***** PROVIDED DATA *****

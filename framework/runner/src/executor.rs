use std::future::Future;
use std::time::Duration;

use model_tunnel_core::prelude::{
    AdapterError, ShutdownHandle, ShutdownSignalError, TrialTimeoutError,
};

#[derive(Debug)]
pub struct Executor {
    runtime: tokio::runtime::Runtime,
    shutdown_handle: ShutdownHandle,
}

impl Executor {
    pub(crate) fn new(runtime: tokio::runtime::Runtime, shutdown_handle: ShutdownHandle) -> Self {
        Self {
            runtime,
            shutdown_handle,
        }
    }

    /// Run async code in place, blocking until it completes.
    ///
    /// Note that the future will be cancelled if the runner is shutdown. You do not need to do anything
    /// special to handle this, but you should be aware that submitting a future which does not support
    /// cancelling may prevent the runner from shutting down.
    pub fn execute_in_place<T>(
        &self,
        fut: impl Future<Output = anyhow::Result<T>>,
    ) -> anyhow::Result<T> {
        let mut shutdown_listener = self.shutdown_handle.new_listener();
        self.runtime.block_on(async move {
            tokio::select! {
                result = fut => result,
                _ = shutdown_listener.wait_for_shutdown() => {
                    Err(anyhow::anyhow!(ShutdownSignalError::default()))
                },
            }
        })
    }

    /// Run one engine operation in place with a time limit.
    ///
    /// An operation that is still running after `limit` is dropped and reported as
    /// [AdapterError::Timeout]. A shutdown signal cancels it with [AdapterError::Cancelled].
    pub fn execute_trial<T>(
        &self,
        fut: impl Future<Output = Result<T, AdapterError>>,
        limit: Duration,
    ) -> Result<T, AdapterError> {
        let mut shutdown_listener = self.shutdown_handle.new_listener();
        self.runtime.block_on(async move {
            tokio::select! {
                result = tokio::time::timeout(limit, fut) => {
                    result.unwrap_or_else(|_| Err(TrialTimeoutError { limit }.into()))
                },
                _ = shutdown_listener.wait_for_shutdown() => {
                    Err(ShutdownSignalError::default().into())
                },
            }
        })
    }
}

#[cfg(test)]
mod tests {
    use super::*;

    fn executor() -> (Executor, ShutdownHandle) {
        let handle = ShutdownHandle::new();
        let runtime = tokio::runtime::Runtime::new().unwrap();
        (Executor::new(runtime, handle.clone()), handle)
    }

    #[test]
    fn slow_operation_times_out() {
        let (executor, _) = executor();
        let result: Result<(), _> = executor.execute_trial(
            async {
                tokio::time::sleep(Duration::from_secs(10)).await;
                Ok(())
            },
            Duration::from_millis(50),
        );

        assert!(matches!(result, Err(AdapterError::Timeout(_))));
    }

    #[test]
    fn operation_result_is_passed_through() {
        let (executor, _) = executor();
        let result = executor.execute_trial(async { Ok(7) }, Duration::from_secs(1));
        assert_eq!(7, result.unwrap());
    }

    #[test]
    fn shutdown_cancels_operation() {
        let (executor, handle) = executor();
        handle.shutdown();

        let result: Result<(), _> = executor.execute_trial(
            async {
                tokio::time::sleep(Duration::from_secs(10)).await;
                Ok(())
            },
            Duration::from_secs(20),
        );

        assert!(matches!(result, Err(AdapterError::Cancelled(_))));
    }
}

*****

▶ WORK ORDER
Reproduce the full listing word for word.

▶ ANSWER SPACE
filename framework/runner/src/executor.rs
use std::future::Future;
use std::time::Duration;

use model_tunnel_core::prelude::{
    AdapterError, ShutdownHandle, ShutdownSignalError, TrialTimeoutError,
};

#[derive(Debug)]
pub struct Executor {
    runtime: tokio::runtime::Runtime,
    shutdown_handle: ShutdownHandle,
}

impl Executor {
    pub(crate) fn new(runtime: tokio::runtime::Runtime, shutdown_handle: ShutdownHandle) -> Self {
        Self {
            runtime,
            shutdown_handle,
        }
    }

    /// Run async code in place, blocking until it completes.
    ///
    /// Note that the future will be cancelled if the runner is shutdown. You do not need to do anything
    /// special to handle this, but you should be aware that submitting a future which does not support
    /// cancelling may prevent the runner from shutting down.
    pub fn execute_in_place<T>(
        &self,
        fut: impl Future<Output = anyhow::Result<T>>,
    ) -> anyhow::Result<T> {
        let mut shutdown_listener = self.shutdown_handle.new_listener();
        self.runtime.block_on(async move {
            tokio::select! {
                result = fut => result,
                _ = shutdown_listener.wait_for_shutdown() => {
                    Err(anyhow::anyhow!(ShutdownSignalError::default()))
                },
            }
        })
    }

    /// Run one engine operation in place with a time limit.
    ///
    /// An operation that is still running after `limit` is dropped and reported as
    /// [AdapterError::Timeout]. A shutdown signal cancels it with [AdapterError::Cancelled].
    pub fn execute_trial<T>(
        &self,
        fut: impl Future<Output = Result<T, AdapterError>>,
        limit: Duration,
    ) -> Result<T, AdapterError> {
        let mut shutdown_listener = self.shutdown_handle.new_listener();
        self.runtime.block_on(async move {
            tokio::select! {
                result = tokio::time::timeout(limit, fut) => {
                    result.unwrap_or_else(|_| Err(TrialTimeoutError { limit }.into()))
                },
                _ = shutdown_listener.wait_for_shutdown() => {
                    Err(ShutdownSignalError::default().into())
                },
            }
        })
    }
}

#[cfg(test)]
mod tests {
    use super::*;

    fn executor() -> (Executor, ShutdownHandle) {
        let handle = ShutdownHandle::new();
        let runtime = tokio::runtime::Runtime::new().unwrap();
        (Executor::new(runtime, handle.clone()), handle)
    }

    #[test]
    fn slow_operation_times_out() {
        let (executor, _) = executor();
        let result: Result<(), _> = executor.execute_trial(
            async {
                tokio::time::sleep(Duration::from_secs(10)).await;
                Ok(())
            },
            Duration::from_millis(50),
        );

        assert!(matches!(result, Err(AdapterError::Timeout(_))));
    }

    #[test]
    fn operation_result_is_passed_through() {
        let (executor, _) = executor();
        let result = executor.execute_trial(async { Ok(7) }, Duration::from_secs(1));
        assert_eq!(7, result.unwrap());
    }

    #[test]
    fn shutdown_cancels_operation() {
        let (executor, handle) = executor();
        handle.shutdown();

        let result: Result<(), _> = executor.execute_trial(
            async {
                tokio::time::sleep(Duration::from_secs(10)).await;
                Ok(())
            },
            Duration::from_secs(20),
        );

        assert!(matches!(result, Err(AdapterError::Cancelled(_))));
    }
}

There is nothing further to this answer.